§ **Problem to solve**:
Copy the data as given. No line may be skipped.

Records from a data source
'''
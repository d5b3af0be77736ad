//! Display map: read-only rendering of a fixed coordinate.

use crate::coord::Coordinate;
use crate::engine::{
    EngineError, EngineFactory, EngineKind, EngineOptions, MapSourceConfig, MapView, MarkerSpec,
};

use super::base::{BaseMap, MapStatus};

/// Non-interactive map with one marker at an external coordinate.
pub struct DisplayMap {
    map: BaseMap,
    position: Coordinate,
    popup: Option<String>,
}

impl DisplayMap {
    pub fn new(
        factory: EngineFactory,
        container: impl Into<String>,
        kind: EngineKind,
        source: MapSourceConfig,
        view: MapView,
    ) -> Self {
        Self {
            map: BaseMap::new(
                factory,
                container,
                kind,
                source,
                view,
                EngineOptions::read_only(),
            ),
            position: Coordinate::UNSET,
            popup: None,
        }
    }

    pub fn mount(&mut self) -> Result<(), EngineError> {
        self.map.mount()
    }

    /// Moves marker and view without reinitializing. Unset clears the marker.
    pub fn set_position(
        &mut self,
        position: Coordinate,
        popup: Option<String>,
    ) -> Result<(), EngineError> {
        if position == self.position && popup == self.popup {
            return Ok(());
        }
        self.position = position;
        self.popup = popup;

        let markers = match position.as_lat_lng() {
            Some(point) => {
                self.map.set_center(point)?;
                vec![MarkerSpec {
                    position,
                    popup_text: self.popup.clone(),
                }]
            }
            None => Vec::new(),
        };
        let result = self.map.set_markers(markers);
        // Nothing listens to a read-only map
        self.map.drain_events();
        result
    }

    pub fn position(&self) -> Coordinate {
        self.position
    }

    pub fn popup(&self) -> Option<&str> {
        self.popup.as_deref()
    }

    pub fn set_engine(&mut self, kind: EngineKind) -> Result<(), EngineError> {
        self.map.set_engine(kind)
    }

    pub fn set_source(&mut self, source: MapSourceConfig) -> Result<(), EngineError> {
        self.map.set_source(source)
    }

    pub fn status(&self) -> &MapStatus {
        self.map.status()
    }

    pub fn base(&self) -> &BaseMap {
        &self.map
    }

    pub fn unmount(&mut self) {
        self.map.unmount();
    }
}

#[cfg(test)]
mod tests {
    use super::*;
    use crate::coord::LatLng;
    use crate::engine::HeadlessSdk;
    use std::sync::Arc;

    fn display_map(sdk: &Arc<HeadlessSdk>) -> DisplayMap {
        let mut map = DisplayMap::new(
            EngineFactory::new(sdk.clone()),
            "display",
            EngineKind::VectorStyle,
            MapSourceConfig::Default,
            MapView::new(LatLng::new(0.0, 0.0), 13.0),
        );
        map.mount().unwrap();
        map
    }

    #[test]
    fn test_set_position_moves_without_reinit() {
        let sdk = Arc::new(HeadlessSdk::new());
        let mut map = display_map(&sdk);

        map.set_position(Coordinate::new(1.0, 2.0), Some("First".to_string()))
            .unwrap();
        map.set_position(Coordinate::new(3.0, 4.0), Some("Second".to_string()))
            .unwrap();

        let snapshot = sdk.snapshot("display").unwrap();
        assert_eq!(snapshot.center, LatLng::new(3.0, 4.0));
        assert_eq!(snapshot.markers.len(), 1);
        assert_eq!(snapshot.markers[0].popup.as_deref(), Some("Second"));
        assert!(!snapshot.interactive);
        assert_eq!(sdk.stats().maps_created, 1);
    }

    #[test]
    fn test_unset_clears_marker() {
        let sdk = Arc::new(HeadlessSdk::new());
        let mut map = display_map(&sdk);
        map.set_position(Coordinate::new(1.0, 2.0), None).unwrap();

        map.set_position(Coordinate::UNSET, None).unwrap();
        assert!(sdk.snapshot("display").unwrap().markers.is_empty());
    }

    #[test]
    fn test_source_change_reinitializes_with_marker() {
        let sdk = Arc::new(HeadlessSdk::new());
        let mut map = display_map(&sdk);
        map.set_position(Coordinate::new(1.0, 2.0), None).unwrap();

        map.set_source(MapSourceConfig::VectorStyle {
            style_url: "https://example.org/style.json".to_string(),
        })
        .unwrap();

        assert_eq!(sdk.stats().maps_created, 2);
        let snapshot = sdk.snapshot("display").unwrap();
        assert_eq!(snapshot.markers.len(), 1);
        assert_eq!(snapshot.center, LatLng::new(1.0, 2.0));
    }

    #[test]
    fn test_drag_not_possible() {
        let sdk = Arc::new(HeadlessSdk::new());
        let mut map = display_map(&sdk);
        map.set_position(Coordinate::new(1.0, 2.0), None).unwrap();

        assert!(!sdk.drag_marker("display", LatLng::new(5.0, 5.0)));
        assert!(!sdk.pan_to("display", LatLng::new(5.0, 5.0)));
    }
}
'''
§ **Your solution**:
repository d5b3af0be77736ad
//! Display map: read-only rendering of a fixed coordinate.

use crate::coord::Coordinate;
use crate::engine::{
    EngineError, EngineFactory, EngineKind, EngineOptions, MapSourceConfig, MapView, MarkerSpec,
};

use super::base::{BaseMap, MapStatus};

/// Non-interactive map with one marker at an external coordinate.
pub struct DisplayMap {
    map: BaseMap,
    position: Coordinate,
    popup: Option<String>,
}

impl DisplayMap {
    pub fn new(
        factory: EngineFactory,
        container: impl Into<String>,
        kind: EngineKind,
        source: MapSourceConfig,
        view: MapView,
    ) -> Self {
        Self {
            map: BaseMap::new(
                factory,
                container,
                kind,
                source,
                view,
                EngineOptions::read_only(),
            ),
            position: Coordinate::UNSET,
            popup: None,
        }
    }

    pub fn mount(&mut self) -> Result<(), EngineError> {
        self.map.mount()
    }

    /// Moves marker and view without reinitializing. Unset clears the marker.
    pub fn set_position(
        &mut self,
        position: Coordinate,
        popup: Option<String>,
    ) -> Result<(), EngineError> {
        if position == self.position && popup == self.popup {
            return Ok(());
        }
        self.position = position;
        self.popup = popup;

        let markers = match position.as_lat_lng() {
            Some(point) => {
                self.map.set_center(point)?;
                vec![MarkerSpec {
                    position,
                    popup_text: self.popup.clone(),
                }]
            }
            None => Vec::new(),
        };
        let result = self.map.set_markers(markers);
        // Nothing listens to a read-only map
        self.map.drain_events();
        result
    }

    pub fn position(&self) -> Coordinate {
        self.position
    }

    pub fn popup(&self) -> Option<&str> {
        self.popup.as_deref()
    }

    pub fn set_engine(&mut self, kind: EngineKind) -> Result<(), EngineError> {
        self.map.set_engine(kind)
    }

    pub fn set_source(&mut self, source: MapSourceConfig) -> Result<(), EngineError> {
        self.map.set_source(source)
    }

    pub fn status(&self) -> &MapStatus {
        self.map.status()
    }

    pub fn base(&self) -> &BaseMap {
        &self.map
    }

    pub fn unmount(&mut self) {
        self.map.unmount();
    }
}

#[cfg(test)]
mod tests {
    use super::*;
    use crate::coord::LatLng;
    use crate::engine::HeadlessSdk;
    use std::sync::Arc;

    fn display_map(sdk: &Arc<HeadlessSdk>) -> DisplayMap {
        let mut map = DisplayMap::new(
            EngineFactory::new(sdk.clone()),
            "display",
            EngineKind::VectorStyle,
            MapSourceConfig::Default,
            MapView::new(LatLng::new(0.0, 0.0), 13.0),
        );
        map.mount().unwrap();
        map
    }

    #[test]
    fn test_set_position_moves_without_reinit() {
        let sdk = Arc::new(HeadlessSdk::new());
        let mut map = display_map(&sdk);

        map.set_position(Coordinate::new(1.0, 2.0), Some("First".to_string()))
            .unwrap();
        map.set_position(Coordinate::new(3.0, 4.0), Some("Second".to_string()))
            .unwrap();

        let snapshot = sdk.snapshot("display").unwrap();
        assert_eq!(snapshot.center, LatLng::new(3.0, 4.0));
        assert_eq!(snapshot.markers.len(), 1);
        assert_eq!(snapshot.markers[0].popup.as_deref(), Some("Second"));
        assert!(!snapshot.interactive);
        assert_eq!(sdk.stats().maps_created, 1);
    }

    #[test]
    fn test_unset_clears_marker() {
        let sdk = Arc::new(HeadlessSdk::new());
        let mut map = display_map(&sdk);
        map.set_position(Coordinate::new(1.0, 2.0), None).unwrap();

        map.set_position(Coordinate::UNSET, None).unwrap();
        assert!(sdk.snapshot("display").unwrap().markers.is_empty());
    }

    #[test]
    fn test_source_change_reinitializes_with_marker() {
        let sdk = Arc::new(HeadlessSdk::new());
        let mut map = display_map(&sdk);
        map.set_position(Coordinate::new(1.0, 2.0), None).unwrap();

        map.set_source(MapSourceConfig::VectorStyle {
            style_url: "https://example.org/style.json".to_string(),
        })
        .unwrap();

        assert_eq!(sdk.stats().maps_created, 2);
        let snapshot = sdk.snapshot("display").unwrap();
        assert_eq!(snapshot.markers.len(), 1);
        assert_eq!(snapshot.center, LatLng::new(1.0, 2.0));
    }

    #[test]
    fn test_drag_not_possible() {
        let sdk = Arc::new(HeadlessSdk::new());
        let mut map = display_map(&sdk);
        map.set_position(Coordinate::new(1.0, 2.0), None).unwrap();

        assert!(!sdk.drag_marker("display", LatLng::new(5.0, 5.0)));
        assert!(!sdk.pan_to("display", LatLng::new(5.0, 5.0)));
    }
}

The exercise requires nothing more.